§ **TASK PROMPT**
Identify all lines in the listing that include the word "into", and copy them out.
########
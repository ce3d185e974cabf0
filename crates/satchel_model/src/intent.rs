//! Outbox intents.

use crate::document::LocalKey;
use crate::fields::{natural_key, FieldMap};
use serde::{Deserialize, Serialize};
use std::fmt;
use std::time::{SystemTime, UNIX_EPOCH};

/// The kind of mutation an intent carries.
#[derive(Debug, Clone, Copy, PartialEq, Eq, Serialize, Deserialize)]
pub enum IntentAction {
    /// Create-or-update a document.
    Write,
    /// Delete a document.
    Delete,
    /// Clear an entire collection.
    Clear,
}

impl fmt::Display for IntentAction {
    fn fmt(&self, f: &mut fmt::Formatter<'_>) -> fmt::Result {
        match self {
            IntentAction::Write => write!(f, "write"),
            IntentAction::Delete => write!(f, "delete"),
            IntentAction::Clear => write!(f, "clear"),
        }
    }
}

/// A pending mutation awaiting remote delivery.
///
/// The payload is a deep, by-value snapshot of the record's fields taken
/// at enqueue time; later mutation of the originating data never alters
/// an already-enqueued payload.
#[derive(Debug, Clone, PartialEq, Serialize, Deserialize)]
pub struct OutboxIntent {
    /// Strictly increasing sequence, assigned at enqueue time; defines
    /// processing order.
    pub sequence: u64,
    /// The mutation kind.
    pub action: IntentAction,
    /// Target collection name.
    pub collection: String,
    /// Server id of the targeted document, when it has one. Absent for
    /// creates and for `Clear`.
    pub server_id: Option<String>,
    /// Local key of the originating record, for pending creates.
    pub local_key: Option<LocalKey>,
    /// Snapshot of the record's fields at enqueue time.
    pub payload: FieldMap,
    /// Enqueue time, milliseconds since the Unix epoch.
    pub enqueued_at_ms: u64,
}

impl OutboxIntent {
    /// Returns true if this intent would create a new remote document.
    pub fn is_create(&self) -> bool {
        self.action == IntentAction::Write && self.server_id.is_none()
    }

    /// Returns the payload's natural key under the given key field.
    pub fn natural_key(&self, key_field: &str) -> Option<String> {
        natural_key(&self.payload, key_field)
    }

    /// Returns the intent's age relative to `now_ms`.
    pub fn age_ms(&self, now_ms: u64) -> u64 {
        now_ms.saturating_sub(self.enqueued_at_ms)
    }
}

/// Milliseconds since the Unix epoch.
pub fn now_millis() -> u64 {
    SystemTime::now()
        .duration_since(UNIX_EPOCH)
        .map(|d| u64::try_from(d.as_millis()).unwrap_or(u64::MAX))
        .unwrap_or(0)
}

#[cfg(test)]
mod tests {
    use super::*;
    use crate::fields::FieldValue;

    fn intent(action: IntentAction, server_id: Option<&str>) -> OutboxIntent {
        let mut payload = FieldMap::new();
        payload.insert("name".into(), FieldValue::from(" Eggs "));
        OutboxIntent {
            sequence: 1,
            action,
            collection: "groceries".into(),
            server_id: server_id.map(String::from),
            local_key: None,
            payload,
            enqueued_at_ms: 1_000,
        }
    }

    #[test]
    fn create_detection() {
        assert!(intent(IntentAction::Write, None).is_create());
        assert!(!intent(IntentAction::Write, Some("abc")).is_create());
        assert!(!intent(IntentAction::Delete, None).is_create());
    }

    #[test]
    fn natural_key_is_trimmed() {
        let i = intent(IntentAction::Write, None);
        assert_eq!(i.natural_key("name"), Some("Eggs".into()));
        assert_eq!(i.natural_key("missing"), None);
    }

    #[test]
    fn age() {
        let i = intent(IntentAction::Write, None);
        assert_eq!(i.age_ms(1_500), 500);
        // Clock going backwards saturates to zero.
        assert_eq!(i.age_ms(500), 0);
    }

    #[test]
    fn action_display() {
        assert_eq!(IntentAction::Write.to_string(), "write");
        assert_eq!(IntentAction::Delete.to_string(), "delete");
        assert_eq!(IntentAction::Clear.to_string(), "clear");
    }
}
########
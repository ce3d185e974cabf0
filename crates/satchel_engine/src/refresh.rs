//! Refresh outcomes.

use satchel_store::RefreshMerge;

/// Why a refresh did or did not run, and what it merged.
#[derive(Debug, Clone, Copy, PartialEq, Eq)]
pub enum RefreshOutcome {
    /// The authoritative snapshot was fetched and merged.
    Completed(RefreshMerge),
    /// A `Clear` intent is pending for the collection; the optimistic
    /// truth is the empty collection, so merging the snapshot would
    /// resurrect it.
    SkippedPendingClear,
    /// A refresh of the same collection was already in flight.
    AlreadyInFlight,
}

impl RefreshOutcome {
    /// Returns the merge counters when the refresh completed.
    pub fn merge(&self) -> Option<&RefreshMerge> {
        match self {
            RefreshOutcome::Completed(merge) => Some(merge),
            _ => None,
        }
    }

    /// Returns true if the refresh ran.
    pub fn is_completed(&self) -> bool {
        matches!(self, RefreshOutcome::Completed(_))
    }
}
########
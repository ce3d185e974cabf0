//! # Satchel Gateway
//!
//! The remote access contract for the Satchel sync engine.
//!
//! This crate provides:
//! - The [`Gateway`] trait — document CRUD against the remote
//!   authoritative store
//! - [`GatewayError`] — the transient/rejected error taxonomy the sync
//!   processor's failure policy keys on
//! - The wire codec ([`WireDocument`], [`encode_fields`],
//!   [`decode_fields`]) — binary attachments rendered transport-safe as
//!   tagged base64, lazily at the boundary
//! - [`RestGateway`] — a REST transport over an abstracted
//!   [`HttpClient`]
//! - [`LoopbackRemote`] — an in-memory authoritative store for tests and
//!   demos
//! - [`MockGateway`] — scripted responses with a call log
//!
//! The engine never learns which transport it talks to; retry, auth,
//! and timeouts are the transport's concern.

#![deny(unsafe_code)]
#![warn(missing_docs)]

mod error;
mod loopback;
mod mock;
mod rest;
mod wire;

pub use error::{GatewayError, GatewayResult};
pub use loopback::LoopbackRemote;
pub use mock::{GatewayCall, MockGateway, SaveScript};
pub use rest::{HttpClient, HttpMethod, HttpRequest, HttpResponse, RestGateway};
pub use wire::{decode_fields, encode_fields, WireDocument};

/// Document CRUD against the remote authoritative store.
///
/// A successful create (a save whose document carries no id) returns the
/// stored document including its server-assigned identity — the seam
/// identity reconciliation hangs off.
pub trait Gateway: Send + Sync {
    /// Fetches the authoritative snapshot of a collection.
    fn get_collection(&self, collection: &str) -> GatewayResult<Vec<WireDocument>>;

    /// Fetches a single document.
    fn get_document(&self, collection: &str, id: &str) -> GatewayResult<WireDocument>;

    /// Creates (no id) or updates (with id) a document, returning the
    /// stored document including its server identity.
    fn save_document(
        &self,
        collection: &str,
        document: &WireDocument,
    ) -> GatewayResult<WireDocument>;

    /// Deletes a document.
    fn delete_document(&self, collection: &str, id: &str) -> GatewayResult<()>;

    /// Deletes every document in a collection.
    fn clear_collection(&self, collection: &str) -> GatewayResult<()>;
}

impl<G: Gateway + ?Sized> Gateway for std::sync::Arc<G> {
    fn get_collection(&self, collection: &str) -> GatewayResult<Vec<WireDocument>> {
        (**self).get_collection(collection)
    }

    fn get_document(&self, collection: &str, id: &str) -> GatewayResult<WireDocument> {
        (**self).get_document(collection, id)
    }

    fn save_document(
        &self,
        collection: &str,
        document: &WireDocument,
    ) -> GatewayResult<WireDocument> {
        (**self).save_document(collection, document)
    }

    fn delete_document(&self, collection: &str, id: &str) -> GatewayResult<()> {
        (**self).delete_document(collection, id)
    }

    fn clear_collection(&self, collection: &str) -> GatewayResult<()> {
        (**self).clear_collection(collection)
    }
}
########
§ **WRITTEN RESPONSE**
        payload.insert("name".into(), FieldValue::from(" Eggs "));
            collection: "groceries".into(),
        assert_eq!(i.natural_key("name"), Some("Eggs".into()));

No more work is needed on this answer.